(Collected data entries)
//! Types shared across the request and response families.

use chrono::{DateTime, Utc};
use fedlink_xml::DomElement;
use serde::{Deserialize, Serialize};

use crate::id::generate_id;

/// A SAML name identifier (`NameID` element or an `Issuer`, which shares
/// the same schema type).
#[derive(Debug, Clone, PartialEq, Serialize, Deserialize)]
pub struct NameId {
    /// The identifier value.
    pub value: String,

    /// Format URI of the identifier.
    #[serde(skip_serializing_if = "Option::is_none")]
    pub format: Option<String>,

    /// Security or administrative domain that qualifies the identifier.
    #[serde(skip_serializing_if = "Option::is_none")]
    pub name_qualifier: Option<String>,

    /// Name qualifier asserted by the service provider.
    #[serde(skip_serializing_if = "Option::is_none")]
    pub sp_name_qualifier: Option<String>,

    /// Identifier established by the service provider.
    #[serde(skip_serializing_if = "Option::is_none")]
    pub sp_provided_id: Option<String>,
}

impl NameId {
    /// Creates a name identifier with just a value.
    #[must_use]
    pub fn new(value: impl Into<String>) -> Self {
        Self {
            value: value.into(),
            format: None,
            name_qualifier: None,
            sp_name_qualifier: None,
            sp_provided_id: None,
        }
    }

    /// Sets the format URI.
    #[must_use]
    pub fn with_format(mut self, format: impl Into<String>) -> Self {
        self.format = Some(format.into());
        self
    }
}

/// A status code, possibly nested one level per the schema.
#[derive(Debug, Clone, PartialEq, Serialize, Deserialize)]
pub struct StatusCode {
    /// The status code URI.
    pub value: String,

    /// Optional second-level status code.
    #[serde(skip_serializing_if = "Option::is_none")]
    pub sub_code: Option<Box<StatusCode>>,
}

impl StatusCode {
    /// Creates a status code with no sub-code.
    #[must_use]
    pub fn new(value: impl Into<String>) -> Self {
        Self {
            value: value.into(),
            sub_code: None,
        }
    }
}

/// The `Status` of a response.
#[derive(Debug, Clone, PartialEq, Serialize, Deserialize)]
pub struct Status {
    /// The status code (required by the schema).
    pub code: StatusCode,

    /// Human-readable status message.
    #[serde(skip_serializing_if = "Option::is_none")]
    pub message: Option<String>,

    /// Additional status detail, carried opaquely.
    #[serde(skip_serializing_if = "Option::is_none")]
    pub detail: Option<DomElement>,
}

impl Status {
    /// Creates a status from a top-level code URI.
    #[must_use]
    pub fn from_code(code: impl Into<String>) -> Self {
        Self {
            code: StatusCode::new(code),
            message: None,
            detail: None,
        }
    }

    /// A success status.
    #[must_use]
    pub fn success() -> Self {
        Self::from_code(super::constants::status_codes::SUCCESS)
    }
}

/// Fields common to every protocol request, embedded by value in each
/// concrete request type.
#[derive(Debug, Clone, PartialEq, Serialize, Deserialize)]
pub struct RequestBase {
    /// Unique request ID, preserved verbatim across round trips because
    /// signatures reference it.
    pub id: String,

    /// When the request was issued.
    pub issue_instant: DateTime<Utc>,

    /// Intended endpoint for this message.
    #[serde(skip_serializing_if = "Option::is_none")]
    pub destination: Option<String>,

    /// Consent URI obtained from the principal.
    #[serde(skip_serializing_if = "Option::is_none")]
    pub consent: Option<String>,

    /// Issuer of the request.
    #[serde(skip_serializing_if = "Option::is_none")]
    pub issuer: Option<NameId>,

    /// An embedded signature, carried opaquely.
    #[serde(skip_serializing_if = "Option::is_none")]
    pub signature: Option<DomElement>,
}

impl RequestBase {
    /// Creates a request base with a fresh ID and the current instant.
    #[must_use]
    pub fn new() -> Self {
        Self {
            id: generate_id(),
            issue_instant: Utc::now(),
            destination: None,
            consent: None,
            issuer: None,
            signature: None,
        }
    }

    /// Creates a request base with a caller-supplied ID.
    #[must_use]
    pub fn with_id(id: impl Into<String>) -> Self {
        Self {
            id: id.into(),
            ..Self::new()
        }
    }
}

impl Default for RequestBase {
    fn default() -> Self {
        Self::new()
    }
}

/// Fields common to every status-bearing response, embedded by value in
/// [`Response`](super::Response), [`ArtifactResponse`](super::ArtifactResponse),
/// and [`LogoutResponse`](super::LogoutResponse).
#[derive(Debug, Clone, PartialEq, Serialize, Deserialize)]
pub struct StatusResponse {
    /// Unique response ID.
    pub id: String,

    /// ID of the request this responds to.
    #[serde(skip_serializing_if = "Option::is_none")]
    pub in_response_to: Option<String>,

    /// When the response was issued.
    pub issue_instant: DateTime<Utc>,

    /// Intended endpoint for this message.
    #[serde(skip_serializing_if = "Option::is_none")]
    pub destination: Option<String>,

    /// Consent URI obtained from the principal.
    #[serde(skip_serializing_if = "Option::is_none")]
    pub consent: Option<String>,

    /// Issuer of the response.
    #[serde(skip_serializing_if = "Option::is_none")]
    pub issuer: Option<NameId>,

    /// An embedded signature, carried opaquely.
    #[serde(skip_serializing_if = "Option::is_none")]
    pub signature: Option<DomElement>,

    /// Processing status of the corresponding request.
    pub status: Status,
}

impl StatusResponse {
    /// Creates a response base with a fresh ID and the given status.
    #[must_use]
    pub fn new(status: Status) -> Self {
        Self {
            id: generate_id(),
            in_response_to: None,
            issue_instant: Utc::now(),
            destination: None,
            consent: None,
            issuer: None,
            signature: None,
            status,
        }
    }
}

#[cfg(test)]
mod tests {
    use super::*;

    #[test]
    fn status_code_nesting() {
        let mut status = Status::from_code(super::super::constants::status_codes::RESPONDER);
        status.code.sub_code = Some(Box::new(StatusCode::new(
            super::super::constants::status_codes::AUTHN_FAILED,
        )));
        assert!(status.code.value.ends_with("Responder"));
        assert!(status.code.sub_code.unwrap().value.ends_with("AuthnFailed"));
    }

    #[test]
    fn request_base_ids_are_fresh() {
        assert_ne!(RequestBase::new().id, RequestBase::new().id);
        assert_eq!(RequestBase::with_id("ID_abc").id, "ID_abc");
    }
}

### Directions
Copy out the lines of the records above in which the string "issued" appears.

### Answer to this exercise
    /// When the request was issued.
    /// When the response was issued.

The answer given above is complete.